The records follow. Print, word for word, the first line through the "pub mod orchestrator;" line.
*** Opening of Material for this task ***
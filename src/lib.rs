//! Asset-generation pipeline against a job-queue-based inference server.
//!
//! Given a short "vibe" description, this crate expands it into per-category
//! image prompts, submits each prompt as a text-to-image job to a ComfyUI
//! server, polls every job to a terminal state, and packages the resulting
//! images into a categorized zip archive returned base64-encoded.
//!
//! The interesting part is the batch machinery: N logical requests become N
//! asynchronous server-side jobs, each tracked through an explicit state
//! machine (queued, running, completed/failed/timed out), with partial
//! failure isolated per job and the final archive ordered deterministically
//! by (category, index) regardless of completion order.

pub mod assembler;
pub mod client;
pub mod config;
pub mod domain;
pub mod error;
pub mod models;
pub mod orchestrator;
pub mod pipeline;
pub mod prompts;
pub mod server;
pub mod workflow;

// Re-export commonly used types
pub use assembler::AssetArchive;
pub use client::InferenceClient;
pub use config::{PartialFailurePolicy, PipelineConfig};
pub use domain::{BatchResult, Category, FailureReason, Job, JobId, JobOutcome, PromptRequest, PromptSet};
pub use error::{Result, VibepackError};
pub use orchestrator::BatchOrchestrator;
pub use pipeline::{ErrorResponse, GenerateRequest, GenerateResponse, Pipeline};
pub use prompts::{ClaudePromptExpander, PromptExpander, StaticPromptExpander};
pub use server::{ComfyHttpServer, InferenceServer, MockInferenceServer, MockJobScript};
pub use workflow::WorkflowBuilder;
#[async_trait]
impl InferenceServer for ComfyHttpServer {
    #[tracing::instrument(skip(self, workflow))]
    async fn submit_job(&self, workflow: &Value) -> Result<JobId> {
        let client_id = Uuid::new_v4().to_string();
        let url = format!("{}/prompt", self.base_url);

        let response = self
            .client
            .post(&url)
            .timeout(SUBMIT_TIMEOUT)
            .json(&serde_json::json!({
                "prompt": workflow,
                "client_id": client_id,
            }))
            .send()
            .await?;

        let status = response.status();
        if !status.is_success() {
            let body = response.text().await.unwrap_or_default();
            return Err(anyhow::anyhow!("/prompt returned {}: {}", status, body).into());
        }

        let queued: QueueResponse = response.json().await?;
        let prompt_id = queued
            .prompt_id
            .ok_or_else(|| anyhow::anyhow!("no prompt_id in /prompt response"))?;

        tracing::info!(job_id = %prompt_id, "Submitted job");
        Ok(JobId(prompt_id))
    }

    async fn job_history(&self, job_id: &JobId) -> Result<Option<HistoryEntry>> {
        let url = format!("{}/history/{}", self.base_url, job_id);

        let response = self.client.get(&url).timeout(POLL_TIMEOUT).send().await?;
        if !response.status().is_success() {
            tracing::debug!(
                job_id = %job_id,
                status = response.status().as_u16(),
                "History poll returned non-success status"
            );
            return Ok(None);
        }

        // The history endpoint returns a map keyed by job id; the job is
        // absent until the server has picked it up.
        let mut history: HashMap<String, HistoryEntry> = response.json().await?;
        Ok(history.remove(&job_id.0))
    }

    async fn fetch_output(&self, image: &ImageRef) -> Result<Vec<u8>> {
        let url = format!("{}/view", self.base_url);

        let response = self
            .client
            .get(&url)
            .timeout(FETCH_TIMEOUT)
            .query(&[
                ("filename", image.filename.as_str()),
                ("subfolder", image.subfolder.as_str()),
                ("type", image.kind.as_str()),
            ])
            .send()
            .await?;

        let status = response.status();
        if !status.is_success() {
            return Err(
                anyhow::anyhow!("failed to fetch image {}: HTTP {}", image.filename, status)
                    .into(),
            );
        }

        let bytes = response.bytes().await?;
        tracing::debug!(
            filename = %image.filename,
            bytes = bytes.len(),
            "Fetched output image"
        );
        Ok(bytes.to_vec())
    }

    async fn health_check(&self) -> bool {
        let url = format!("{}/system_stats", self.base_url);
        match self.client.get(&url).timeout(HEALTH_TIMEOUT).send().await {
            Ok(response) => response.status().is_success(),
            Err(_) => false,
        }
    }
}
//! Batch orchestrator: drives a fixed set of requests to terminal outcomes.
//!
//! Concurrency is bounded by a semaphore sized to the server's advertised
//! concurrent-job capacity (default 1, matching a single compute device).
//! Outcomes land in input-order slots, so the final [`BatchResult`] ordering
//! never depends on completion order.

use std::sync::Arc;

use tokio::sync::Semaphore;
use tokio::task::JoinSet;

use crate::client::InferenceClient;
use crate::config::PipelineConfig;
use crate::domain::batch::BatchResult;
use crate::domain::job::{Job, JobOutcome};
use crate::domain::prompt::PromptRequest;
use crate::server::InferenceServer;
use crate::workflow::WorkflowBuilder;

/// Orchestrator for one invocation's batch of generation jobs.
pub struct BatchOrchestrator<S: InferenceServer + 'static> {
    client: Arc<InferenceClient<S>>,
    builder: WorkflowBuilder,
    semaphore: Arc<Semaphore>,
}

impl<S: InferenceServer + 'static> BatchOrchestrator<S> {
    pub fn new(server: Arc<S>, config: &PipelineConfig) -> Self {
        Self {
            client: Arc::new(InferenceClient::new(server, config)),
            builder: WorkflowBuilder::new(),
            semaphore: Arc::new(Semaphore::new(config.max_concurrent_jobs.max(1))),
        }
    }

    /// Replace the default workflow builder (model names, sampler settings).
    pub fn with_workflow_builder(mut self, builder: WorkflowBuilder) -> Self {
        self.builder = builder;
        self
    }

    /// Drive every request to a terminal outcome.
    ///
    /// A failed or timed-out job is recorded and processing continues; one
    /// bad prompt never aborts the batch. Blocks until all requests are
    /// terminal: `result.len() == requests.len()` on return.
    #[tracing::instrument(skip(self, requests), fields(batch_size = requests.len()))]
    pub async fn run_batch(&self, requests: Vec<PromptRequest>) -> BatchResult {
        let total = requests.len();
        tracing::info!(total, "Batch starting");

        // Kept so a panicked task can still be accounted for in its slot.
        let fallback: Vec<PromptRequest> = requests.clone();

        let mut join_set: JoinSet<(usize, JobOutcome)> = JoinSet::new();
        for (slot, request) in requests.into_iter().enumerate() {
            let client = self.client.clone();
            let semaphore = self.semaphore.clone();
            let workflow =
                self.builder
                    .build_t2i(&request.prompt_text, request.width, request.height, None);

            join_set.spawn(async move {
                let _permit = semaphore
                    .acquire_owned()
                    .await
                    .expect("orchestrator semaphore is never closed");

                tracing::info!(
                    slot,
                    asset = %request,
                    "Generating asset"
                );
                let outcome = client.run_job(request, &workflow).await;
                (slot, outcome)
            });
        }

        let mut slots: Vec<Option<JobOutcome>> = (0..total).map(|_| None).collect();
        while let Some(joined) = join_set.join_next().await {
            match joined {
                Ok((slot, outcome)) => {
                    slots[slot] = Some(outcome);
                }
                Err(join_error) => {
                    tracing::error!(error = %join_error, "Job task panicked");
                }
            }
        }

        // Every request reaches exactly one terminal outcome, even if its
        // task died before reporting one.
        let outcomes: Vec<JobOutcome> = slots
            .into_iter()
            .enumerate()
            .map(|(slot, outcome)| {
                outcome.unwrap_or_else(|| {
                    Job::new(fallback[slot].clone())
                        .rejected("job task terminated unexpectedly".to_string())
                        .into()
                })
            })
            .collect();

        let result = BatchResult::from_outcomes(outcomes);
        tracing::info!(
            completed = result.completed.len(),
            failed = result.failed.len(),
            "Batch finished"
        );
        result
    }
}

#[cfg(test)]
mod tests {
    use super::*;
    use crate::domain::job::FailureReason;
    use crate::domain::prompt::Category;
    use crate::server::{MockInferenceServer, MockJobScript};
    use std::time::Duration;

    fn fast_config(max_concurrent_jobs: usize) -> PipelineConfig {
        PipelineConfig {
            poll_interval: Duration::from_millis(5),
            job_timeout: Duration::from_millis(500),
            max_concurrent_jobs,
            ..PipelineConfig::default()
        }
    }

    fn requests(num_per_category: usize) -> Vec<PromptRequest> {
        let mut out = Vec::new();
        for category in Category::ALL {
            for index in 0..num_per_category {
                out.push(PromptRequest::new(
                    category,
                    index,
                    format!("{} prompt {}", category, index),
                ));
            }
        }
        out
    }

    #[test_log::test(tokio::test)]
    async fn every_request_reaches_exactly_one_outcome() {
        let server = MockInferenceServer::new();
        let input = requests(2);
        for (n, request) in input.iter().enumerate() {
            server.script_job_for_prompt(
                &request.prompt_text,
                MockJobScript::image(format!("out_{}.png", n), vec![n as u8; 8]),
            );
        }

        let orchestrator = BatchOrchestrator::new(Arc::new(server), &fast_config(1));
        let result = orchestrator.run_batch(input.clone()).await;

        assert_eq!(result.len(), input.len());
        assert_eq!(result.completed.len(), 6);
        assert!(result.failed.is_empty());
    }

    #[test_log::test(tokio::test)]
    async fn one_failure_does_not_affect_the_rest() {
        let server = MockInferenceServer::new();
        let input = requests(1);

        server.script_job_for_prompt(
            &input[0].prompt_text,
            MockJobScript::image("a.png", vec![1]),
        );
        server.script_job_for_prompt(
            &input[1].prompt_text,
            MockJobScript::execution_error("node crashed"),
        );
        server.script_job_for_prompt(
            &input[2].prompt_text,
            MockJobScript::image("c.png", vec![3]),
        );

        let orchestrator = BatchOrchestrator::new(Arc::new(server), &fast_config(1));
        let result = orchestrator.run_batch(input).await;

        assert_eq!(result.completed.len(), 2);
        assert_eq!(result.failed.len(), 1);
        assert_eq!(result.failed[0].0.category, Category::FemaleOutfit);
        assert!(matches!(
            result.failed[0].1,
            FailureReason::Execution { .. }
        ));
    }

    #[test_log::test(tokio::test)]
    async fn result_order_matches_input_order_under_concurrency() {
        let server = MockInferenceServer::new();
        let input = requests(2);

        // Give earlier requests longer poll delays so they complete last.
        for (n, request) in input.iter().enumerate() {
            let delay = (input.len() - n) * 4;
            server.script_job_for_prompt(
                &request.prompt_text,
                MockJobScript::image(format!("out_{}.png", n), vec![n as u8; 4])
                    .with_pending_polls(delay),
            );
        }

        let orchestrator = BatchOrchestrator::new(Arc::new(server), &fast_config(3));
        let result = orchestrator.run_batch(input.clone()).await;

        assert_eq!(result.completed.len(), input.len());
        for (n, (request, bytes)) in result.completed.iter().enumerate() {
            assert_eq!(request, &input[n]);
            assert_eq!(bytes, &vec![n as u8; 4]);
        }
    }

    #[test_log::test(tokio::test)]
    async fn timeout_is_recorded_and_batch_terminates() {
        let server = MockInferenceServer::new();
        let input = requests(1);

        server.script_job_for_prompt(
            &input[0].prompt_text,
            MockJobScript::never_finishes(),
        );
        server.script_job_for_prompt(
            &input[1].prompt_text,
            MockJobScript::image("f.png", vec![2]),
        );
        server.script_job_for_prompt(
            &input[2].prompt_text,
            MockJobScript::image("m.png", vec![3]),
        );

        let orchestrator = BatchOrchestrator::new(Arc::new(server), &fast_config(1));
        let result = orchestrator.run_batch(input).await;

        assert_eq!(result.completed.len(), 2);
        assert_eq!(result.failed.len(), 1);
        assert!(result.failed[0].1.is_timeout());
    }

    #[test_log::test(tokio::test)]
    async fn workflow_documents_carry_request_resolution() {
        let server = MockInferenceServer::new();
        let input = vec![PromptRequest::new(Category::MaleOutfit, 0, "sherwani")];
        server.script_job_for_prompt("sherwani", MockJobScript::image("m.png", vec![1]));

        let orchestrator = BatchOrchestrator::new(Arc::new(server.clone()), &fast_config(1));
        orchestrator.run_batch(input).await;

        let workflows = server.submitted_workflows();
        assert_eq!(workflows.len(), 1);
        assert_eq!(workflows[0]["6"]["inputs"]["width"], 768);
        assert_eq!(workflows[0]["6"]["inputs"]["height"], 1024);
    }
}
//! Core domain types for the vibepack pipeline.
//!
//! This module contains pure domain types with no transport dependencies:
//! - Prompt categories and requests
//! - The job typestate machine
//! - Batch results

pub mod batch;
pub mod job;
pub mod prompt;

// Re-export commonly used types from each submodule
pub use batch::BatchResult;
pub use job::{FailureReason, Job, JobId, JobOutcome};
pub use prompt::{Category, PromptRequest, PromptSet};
*** Close of Material for this task ***
- Reply
filename src/lib.rs
//! Asset-generation pipeline against a job-queue-based inference server.
//!
//! Given a short "vibe" description, this crate expands it into per-category
//! image prompts, submits each prompt as a text-to-image job to a ComfyUI
//! server, polls every job to a terminal state, and packages the resulting
//! images into a categorized zip archive returned base64-encoded.
//!
//! The interesting part is the batch machinery: N logical requests become N
//! asynchronous server-side jobs, each tracked through an explicit state
//! machine (queued, running, completed/failed/timed out), with partial
//! failure isolated per job and the final archive ordered deterministically
//! by (category, index) regardless of completion order.

pub mod assembler;
pub mod client;
pub mod config;
pub mod domain;
pub mod error;
pub mod models;
pub mod orchestrator;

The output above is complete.